You know all about what kinds of books we're trying to read with Sam. Now I have something to say about TV and movies.  I already wrote a long post about the "how much" issue a year and a half ago, and there I talked about my general principles in selecting TV and movies for Sam.  (Wow, I still agree with everything I said then.  That doesn't always happen when I re-read my old posts!)  What I want to write about this time is simply what kind of TV and movies Sam is ready for now, at four instead of two and a half years old.

When Sam was two and a half, she was not ready for movies.  She could not follow a storyline that long or complex.  Now, she can and does.  I'm not sure when it happened, but I clearly recall a spurt of growth when I could tell that she was finally was able to follow some of her longer books.  This coincided with her readiness for movies.  When Sam was two and a half, she watched Little Bear almost exclusively on TV.  Nothing has changed in that department.  She loves that show to the exclusion of everything else.

I'm open to Sam watching all kinds of TV and movies - even ones with bad ideas or themes, within reason.  It's easier to talk about what I am NOT open to:

  • TV or movies that have fast cuts.  This technique is obviously an attempt to reduce the medium to the perceptual or even sensational level.  I find it particularly offensive in children's cartoons.  Sam is not allowed to watch Phineas and Ferb, which I think sounds pretty funny otherwise, but I only made it through about 3 minutes before we turned it off.

  • TV or movies that are primarily senseless noise and/or meaningless action.  Sam is not allowed to watch Sponge Bob or anything like it.

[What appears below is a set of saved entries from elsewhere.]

use clap::Parser;
use tracing_subscriber::EnvFilter;
use tradejournal::cli::{run, Cli};

fn main() -> std::process::ExitCode {
    tracing_subscriber::fmt()
        .with_env_filter(EnvFilter::try_from_default_env().unwrap_or_else(|_| EnvFilter::new("info")))
        .with_writer(std::io::stderr)
        .init();

    run(Cli::parse())
}
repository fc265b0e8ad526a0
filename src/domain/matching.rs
//! FIFO matching of trades against per-symbol lot ledgers.
//!
//! BUY trades open lots. SELL trades consume the oldest lots first and yield
//! one [`ClosedOperation`] per SELL that matched anything. A SELL with nothing
//! to match against is flagged [`MatchOutcome::Unmatched`] and produces no
//! operation, since short positions are not tracked.

use chrono::{DateTime, NaiveDate, Utc};
use rust_decimal::Decimal;
use rust_decimal_macros::dec;
use serde::Serialize;
use std::collections::BTreeMap;
use tracing::{debug, warn};

use super::lot::{LotLedger, QTY_EPSILON};
use super::trade::{Side, Trade};

#[derive(Debug, Clone, Copy, PartialEq, Eq, Serialize)]
#[serde(rename_all = "snake_case")]
pub enum MatchOutcome {
    /// BUY that opened a lot.
    Opened,
    Matched,
    PartiallyMatched,
    Unmatched,
}

/// A realized round-trip, aggregated per SELL trade.
#[derive(Debug, Clone, PartialEq, Serialize)]
pub struct ClosedOperation {
    pub symbol: String,
    pub broker: String,
    pub trade_id: String,
    pub matched_qty: Decimal,
    pub cost_basis: Decimal,
    pub proceeds: Decimal,
    pub realized_pl: Decimal,
    pub realized_pl_percent: Decimal,
    /// Open time of the oldest lot consumed.
    pub opened_at: DateTime<Utc>,
    pub close_timestamp: DateTime<Utc>,
    pub lots_consumed: usize,
}

impl ClosedOperation {
    pub fn is_win(&self) -> bool {
        self.realized_pl > Decimal::ZERO
    }

    pub fn close_date(&self) -> NaiveDate {
        self.close_timestamp.date_naive()
    }

    pub fn hold_days(&self) -> Decimal {
        let seconds = (self.close_timestamp - self.opened_at).num_seconds();
        Decimal::from(seconds) / dec!(86400)
    }
}

/// A trade together with what matching made of it.
#[derive(Debug, Clone, PartialEq, Serialize)]
pub struct AnnotatedTrade {
    #[serde(flatten)]
    pub trade: Trade,
    pub outcome: MatchOutcome,
    pub is_closed: bool,
    pub pl_usd: Decimal,
    pub pl_percent: Decimal,
    pub matched_qty: Decimal,
    #[serde(skip_serializing_if = "Option::is_none")]
    pub cost_basis: Option<Decimal>,
    #[serde(skip_serializing_if = "Option::is_none")]
    pub unmatched_qty: Option<Decimal>,
}

impl AnnotatedTrade {
    fn new(trade: &Trade, outcome: MatchOutcome) -> Self {
        AnnotatedTrade {
            trade: trade.clone(),
            outcome,
            is_closed: false,
            pl_usd: Decimal::ZERO,
            pl_percent: Decimal::ZERO,
            matched_qty: Decimal::ZERO,
            cost_basis: None,
            unmatched_qty: None,
        }
    }
}

/// Result of matching one symbol's full trade history.
#[derive(Debug, Clone)]
pub struct SymbolMatch {
    pub symbol: String,
    pub ledger: LotLedger,
    pub closed: Vec<ClosedOperation>,
    pub trades: Vec<AnnotatedTrade>,
}

/// `value` as a percentage of `base`; zero when `base` is zero or the ratio
/// does not fit in a `Decimal`.
pub(crate) fn percent_of(value: Decimal, base: Decimal) -> Decimal {
    value
        .checked_div(base)
        .and_then(|ratio| ratio.checked_mul(dec!(100)))
        .unwrap_or(Decimal::ZERO)
}

/// Run one symbol's trades, already sorted ascending by timestamp, through a
/// fresh ledger.
pub fn match_symbol(symbol: &str, trades: &[Trade]) -> SymbolMatch {
    let mut ledger = LotLedger::new();
    let mut closed = Vec::new();
    let mut annotated = Vec::with_capacity(trades.len());

    for trade in trades {
        match trade.side {
            Side::Buy => {
                ledger.push(trade);
                let mut entry = AnnotatedTrade::new(trade, MatchOutcome::Opened);
                entry.cost_basis = Some(trade.notional() + trade.fee);
                annotated.push(entry);
            }
            Side::Sell => {
                let taken = ledger.consume(trade.quantity);
                if taken.is_empty() {
                    warn!(
                        symbol,
                        id = %trade.id,
                        broker = %trade.broker,
                        quantity = %trade.quantity,
                        "sell without open lots; excluded from statistics"
                    );
                    annotated.push(AnnotatedTrade::new(trade, MatchOutcome::Unmatched));
                    continue;
                }

                let fee_ratio = (taken.qty / trade.quantity).min(Decimal::ONE);
                let proceeds = trade.price * taken.qty - trade.fee * fee_ratio;
                let realized_pl = proceeds - taken.cost_basis;
                let realized_pl_percent = percent_of(realized_pl, taken.cost_basis);

                let unmatched = trade.quantity - taken.qty;
                let outcome = if unmatched > QTY_EPSILON {
                    warn!(
                        symbol,
                        id = %trade.id,
                        broker = %trade.broker,
                        unmatched = %unmatched,
                        "sell exceeds open quantity; excess ignored"
                    );
                    MatchOutcome::PartiallyMatched
                } else {
                    MatchOutcome::Matched
                };

                closed.push(ClosedOperation {
                    symbol: symbol.to_string(),
                    broker: trade.broker.clone(),
                    trade_id: trade.id.clone(),
                    matched_qty: taken.qty,
                    cost_basis: taken.cost_basis,
                    proceeds,
                    realized_pl,
                    realized_pl_percent,
                    opened_at: taken.first_opened_at.unwrap_or(trade.timestamp),
                    close_timestamp: trade.timestamp,
                    lots_consumed: taken.lots,
                });

                let mut entry = AnnotatedTrade::new(trade, outcome);
                entry.is_closed = true;
                entry.pl_usd = realized_pl;
                entry.pl_percent = realized_pl_percent;
                entry.matched_qty = taken.qty;
                if outcome == MatchOutcome::PartiallyMatched {
                    entry.unmatched_qty = Some(unmatched);
                }
                annotated.push(entry);
            }
        }
    }

    debug!(
        symbol,
        trades = trades.len(),
        closed = closed.len(),
        open_lots = ledger.lot_count(),
        state = ?ledger.state(),
        "matched symbol"
    );

    SymbolMatch {
        symbol: symbol.to_string(),
        ledger,
        closed,
        trades: annotated,
    }
}

/// Group trades by symbol, order each group by time and match it.
///
/// Trades sharing a timestamp keep their input order.
pub fn match_all(trades: &[Trade]) -> BTreeMap<String, SymbolMatch> {
    let mut by_symbol: BTreeMap<&str, Vec<Trade>> = BTreeMap::new();
    for trade in trades {
        by_symbol
            .entry(trade.symbol.as_str())
            .or_default()
            .push(trade.clone());
    }

    by_symbol
        .into_iter()
        .map(|(symbol, mut group)| {
            group.sort_by_key(|t| t.timestamp);
            (symbol.to_string(), match_symbol(symbol, &group))
        })
        .collect()
}
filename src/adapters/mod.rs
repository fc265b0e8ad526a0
//! Concrete adapter implementations for ports.

pub mod csv_adapter;
pub mod file_config_adapter;
pub mod json_report_adapter;
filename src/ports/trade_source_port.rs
//! Trade source port trait.

use crate::domain::error::JournalError;
use crate::domain::trade::RawTrade;

/// A broker export or feed yielding untyped trade records.
///
/// Records are validated by the core, so a source hands over whatever it
/// read. Only failures to read the source at all are errors.
pub trait TradeSourcePort {
    fn name(&self) -> &str;

    fn fetch_trades(&self) -> Result<Vec<RawTrade>, JournalError>;
}
//! Current price port trait.

use crate::domain::error::JournalError;
use rust_decimal::Decimal;
use std::collections::BTreeMap;

pub trait PricePort {
    /// Latest known price per symbol. The map may be partial.
    fn current_prices(&self) -> Result<BTreeMap<String, Decimal>, JournalError>;
}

  • Anything with scenes of violence or visible suffering such as starving children in Africa.  I don't mind a movie that deals with these issues in the abstract (there's that Sound of Music/Nazi thing again), but I don't want her to see it.  I also don't care about "violence" in cartoons much since it doesn't involve real people, but I wouldn't want her watching nothing but The Road Runner either.  This will change slowly with Sam's age.  I think it's fine to see images of violence or suffering as an adult (whereas I don't think fast cuts or senselessness are good at any age), but not at four.  Sam is not allowed to watch Fight Club or Schindlers List.

  • Anything with a heinous theme or no other redeeming values.  When she's older, she can try any movie she wants and form her own opinions, but I'm keeping her away from the worst of the worst for now.

Again, I'm trying to limit Sam's environment to things that she can process.  There are some notable things that I will allow her to watch.  Unlike a year and a half ago, I no longer think Dora the Explorer is inappropriate.  Sam can understand it now.  I'm just glad she has little interest in it since I still think it's a stupid show.  The point is that there is a lot more that Sam can make sense of now, at four, than she could at two.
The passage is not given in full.